O OHIP-14 (Perfil de Impacto na Saúde Bucal) é o instrumento mais utilizado para avaliar o impacto da DTM na qualidade de vida. Pacientes com DTM grave têm escores de OHIP-14 significativamente piores do que a população geral, comparáveis a pacientes com dor crônica de outras origens.
A DTM afeta a qualidade de vida funcional em três dimensões principais: alimentação (dificuldade para mastigar alimentos duros, dor ao comer), comunicação (dor ao falar por períodos prolongados, limitação de abertura bucal) e sono (bruxismo noturno, dor que perturba o sono).
A DTM crônica tem impacto significativo na saúde mental: 50% a 60% dos pacientes com DTM crônica têm ansiedade ou depressão — uma prevalência 2 a 3 vezes maior do que na população geral.
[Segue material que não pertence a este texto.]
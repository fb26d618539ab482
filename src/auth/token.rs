//! Token claims, signing keys and the codec contract.

use std::fmt;

use chrono::{Duration, Utc};
use serde::{Deserialize, Serialize};
use thiserror::Error;

use crate::control::Fault;

/// Process-wide secret used to sign and verify tokens.
#[derive(Clone, PartialEq, Eq)]
pub struct SigningKey(Vec<u8>);

impl SigningKey {
    /// Wraps raw key bytes.
    #[must_use]
    pub fn new(bytes: impl Into<Vec<u8>>) -> Self {
        Self(bytes.into())
    }

    /// Returns the key bytes.
    #[must_use]
    pub fn as_bytes(&self) -> &[u8] {
        &self.0
    }
}

impl fmt::Debug for SigningKey {
    fn fmt(&self, formatter: &mut fmt::Formatter<'_>) -> fmt::Result {
        write!(formatter, "SigningKey(<{} bytes>)", self.0.len())
    }
}

/// Claims carried by a login token.
#[derive(Debug, Clone, PartialEq, Eq, Serialize, Deserialize)]
pub struct Claims {
    /// Email handle of the principal.
    pub email: String,
    /// Expiry as seconds since the Unix epoch.
    pub exp: i64,
}

impl Claims {
    /// Claims for `email` expiring `ttl` from now.
    ///
    /// **Note**: impure (reads the clock).
    #[must_use]
    pub fn expiring_in(email: impl Into<String>, ttl: Duration) -> Self {
        Self {
            email: email.into(),
            exp: (Utc::now() + ttl).timestamp(),
        }
    }

    /// Returns `true` if the claims have expired at `now` (Unix seconds).
    #[must_use]
    pub const fn is_expired_at(&self, now: i64) -> bool {
        self.exp <= now
    }
}

/// Client-facing authentication failures.
///
/// Every decode or lookup failure collapses to [`TokenError::Invalid`].
#[derive(Debug, Clone, Copy, PartialEq, Eq, Error)]
pub enum TokenError {
    /// No token was sent.
    #[error("Token no proporcionado")]
    Missing,
    /// The token was rejected.
    #[error("Token inválido")]
    Invalid,
}

impl From<Fault> for TokenError {
    fn from(_: Fault) -> Self {
        Self::Invalid
    }
}

/// Internal reasons a codec rejects or fails to produce a token.
///
/// These are logged, never shown to clients.
#[derive(Debug, Clone, PartialEq, Eq, Error)]
pub enum CodecError {
    /// Wrong number of segments.
    #[error("malformed token")]
    Malformed,
    /// A segment is not valid base64url or JSON.
    #[error("undecodable segment: {0}")]
    Encoding(String),
    /// The header names an algorithm other than the codec's.
    #[error("unsupported algorithm: {0}")]
    UnsupportedAlgorithm(String),
    /// The signature does not match.
    #[error("signature mismatch")]
    Signature,
    /// The `exp` claim has passed.
    #[error("token expired")]
    Expired,
    /// The key cannot be used.
    #[error("invalid key: {0}")]
    Key(String),
}

/// Signs and parses bearer tokens.
pub trait TokenCodec: Send + Sync {
    /// Produces a token carrying `claims`.
    ///
    /// # Errors
    ///
    /// Returns an error if the claims cannot be encoded or the key is unusable.
    fn sign(&self, claims: &Claims, key: &SigningKey) -> Result<String, CodecError>;

    /// Verifies `token` against `key` and returns its claims.
    ///
    /// # Errors
    ///
    /// Returns an error for any structural, signature or expiry failure.
    fn parse(&self, token: &str, key: &SigningKey) -> Result<Claims, CodecError>;
}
A relação é bidirecional: a DTM causa sofrimento psicológico, e a ansiedade/depressão agravam a DTM.
Estratégias para melhorar a qualidade de vida com DTM: tratamento adequado da DTM (placa, fisioterapia), suporte psicológico quando necessário, adaptações na alimentação e no trabalho, exercício físico regular, e grupos de apoio para pacientes com dor crônica.
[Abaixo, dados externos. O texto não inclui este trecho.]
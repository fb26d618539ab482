//! Authentication: token verification and the credential collaborators.

pub mod password;
pub mod token;
mod verifier;

pub use password::{HashError, PasswordHasher};
pub use token::{Claims, CodecError, SigningKey, TokenCodec, TokenError};
pub use verifier::verify_token;
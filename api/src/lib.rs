//! HTTP API for authenticated personal-finance data collection.
//!
//! Wraps the `fintake` pipelines in an axum router and supplies their
//! concrete collaborators: document stores, the HS256 token codec and the
//! Argon2 password hasher.

pub mod api;
pub mod infrastructure;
Schiffman E, et al. Diagnostic Criteria for Temporomandibular Disorders (DC/TMD). J Oral Facial Pain Headache. 2014;28(1):6-27. | Slade GD, et al. Summary of findings from the OPPERA prospective cohort study. J Pain. 2013;14(12):T102-T115. | Al-Ani MZ, et al. Stabilisation splint therapy for TMD. Cochrane Database Syst Rev. 2004.